All characters are over the age of eighteen
Chapter Three
Over the next few days, Kohl left her alone, mostly. On the third morning, Havelen was sitting at the table, looking down at her open hands, at the palms, the lines there. The spirals were the same every time she was born, she imagined. She touched her necklace. He'd noticed she was still wearing it, his mouth tight, but he hadn't had sex with her again and he hadn't taken it from her.
Kohl opened the door without knocking, walking to put clothing on the table. "I'm taking you to the Talmyth Council. Get dressed."
He didn't leave. Ignoring him, she pulled off the robe and put on the clothing, similar to the woolen clothing he was wearing, muted colors and soft hetspah wool. There was a coat with a hood and stiff shoes.
He took her arm and brought her out of the room, more rooms beyond it. She'd thought it was a prison, but it was his residence, she realized, tech everywhere, art and textiles.

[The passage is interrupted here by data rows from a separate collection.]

/// Everything the editor can be asked to do, regardless of which input
/// surface asked. Keyboard, pointer and touch all normalize into this set;
/// the session applies commands strictly in arrival order.
#[derive(Clone, Copy, Debug, PartialEq)]
pub enum Command {
    PlayPause,
    NudgeStartForward,
    NudgeStartBackward,
    NudgeEndForward,
    NudgeEndBackward,
    Save,
    Reset,
    Confirm,
    Reject,
    SelectCandidate(usize),
    NextCandidate,
    PreviousCandidate,
    SeekTo(f64),
    SetStartBound(f64),
    SetEndBound(f64),
}

impl Command {
    /// Navigation stays live while a save is in flight; everything else is
    /// gated off.
    pub fn is_navigation(self) -> bool {
        matches!(
            self,
            Command::SelectCandidate(_)
                | Command::NextCandidate
                | Command::PreviousCandidate
                | Command::SeekTo(_)
        )
    }
}

/// The shortcut keys the editor reacts to. The host translates its own key
/// event type into this before mapping so the table stays testable without
/// a GUI. Chords with Ctrl/Alt/Cmd never reach the map.
#[derive(Clone, Copy, Debug, PartialEq, Eq)]
pub enum EditorKey {
    Space,
    J,
    K,
    Enter,
    Escape,
    C,
    X,
}

pub fn map_key(key: EditorKey, shift: bool) -> Command {
    match (key, shift) {
        (EditorKey::Space, _) => Command::PlayPause,
        (EditorKey::J, false) => Command::NudgeEndBackward,
        (EditorKey::J, true) => Command::NudgeStartBackward,
        (EditorKey::K, false) => Command::NudgeEndForward,
        (EditorKey::K, true) => Command::NudgeStartForward,
        (EditorKey::Enter, _) => Command::Save,
        (EditorKey::Escape, _) => Command::Reset,
        (EditorKey::C, _) => Command::Confirm,
        (EditorKey::X, _) => Command::Reject,
    }
}

#[derive(Clone, Copy, Debug, Default, PartialEq, Eq)]
pub struct ClickModifiers {
    pub shift: bool,
    pub alt: bool,
    pub ctrl: bool,
    pub command: bool,
}

/// Pointer click on a transcript segment: plain click seeks to the segment
/// start, Shift adopts its end as the ad end, Alt/Ctrl/Cmd adopts its start
/// as the ad start.
pub fn map_segment_click(seg_start: f64, seg_end: f64, mods: ClickModifiers) -> Command {
    if mods.alt || mods.ctrl || mods.command {
        Command::SetStartBound(seg_start)
    } else if mods.shift {
        Command::SetEndBound(seg_end)
    } else {
        Command::SeekTo(seg_start)
    }
}

#[cfg(test)]
mod tests {
    use super::*;

    #[test]
    fn keyboard_map_matches_review_shortcuts() {
        assert_eq!(map_key(EditorKey::Space, false), Command::PlayPause);
        assert_eq!(map_key(EditorKey::J, false), Command::NudgeEndBackward);
        assert_eq!(map_key(EditorKey::J, true), Command::NudgeStartBackward);
        assert_eq!(map_key(EditorKey::K, false), Command::NudgeEndForward);
        assert_eq!(map_key(EditorKey::K, true), Command::NudgeStartForward);
        assert_eq!(map_key(EditorKey::Enter, false), Command::Save);
        assert_eq!(map_key(EditorKey::Escape, false), Command::Reset);
        assert_eq!(map_key(EditorKey::C, false), Command::Confirm);
        assert_eq!(map_key(EditorKey::X, false), Command::Reject);
    }

    #[test]
    fn segment_click_modifier_precedence() {
        let plain = ClickModifiers::default();
        assert_eq!(map_segment_click(4.0, 9.0, plain), Command::SeekTo(4.0));
        let shift = ClickModifiers { shift: true, ..plain };
        assert_eq!(map_segment_click(4.0, 9.0, shift), Command::SetEndBound(9.0));
        let alt = ClickModifiers { alt: true, ..plain };
        assert_eq!(map_segment_click(4.0, 9.0, alt), Command::SetStartBound(4.0));
        // Alt+Shift resolves to the start-bound action.
        let both = ClickModifiers { alt: true, shift: true, ..plain };
        assert_eq!(map_segment_click(4.0, 9.0, both), Command::SetStartBound(4.0));
    }

    #[test]
    fn navigation_commands_survive_save_gating() {
        assert!(Command::SeekTo(1.0).is_navigation());
        assert!(Command::SelectCandidate(2).is_navigation());
        assert!(Command::NextCandidate.is_navigation());
        assert!(!Command::Save.is_navigation());
        assert!(!Command::PlayPause.is_navigation());
        assert!(!Command::NudgeEndForward.is_navigation());
    }
}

Through an archway, she saw a bed, Havelen confused. The Rangisins weren't supposed to have these kinds of things. They were supposed to be primitives, living in villages or the desert.
He took her out of the residence through a door, down a hall to a lift. It was glass and she looked out at a city of waterfalls and light streaming from far above, the silhouettes of houses and shops emerging from the same rough-hewn black rock.
They were released at the bottom of the lift, exiting the building, everything around them looking both ancient and also modern, lights that brightened as they passed. The mist played colors in the light that fell from giant holes in the roof far above, the scale of the setting immense, the city a tiny jewel in a massive underground cavern. The water flowing everywhere was a soft contrast to the hard and straight lines of the faces of the buildings carved out of the rough contours of solid cliffs, narrow stone streets going up and down.
"Where am I?" she said.
His voice was neutral. "Talmyth."
"What is Talmyth?"
"A Rangisin city here long before the Aletheans bombed our surface cities."
"The Rangisins have technology?".
His voice was still as expressionless as his face. "Only in Talmyth, where there are Rangisins willing to pay the price for it. The citizens here spend three months out of every two years in the surface villages, women and men and children. Nobody is spared, necessary for the pretense, to keep Talmyth secret. The Talmyth Rangisins have to give the wardens their share of blood or the Aletheans would know we're hiding something."
She realized. "You were going to hide me here once."
"Just imagine. If you'd waited just a little longer, you could have betrayed a whole city of Rangisins instead of just me."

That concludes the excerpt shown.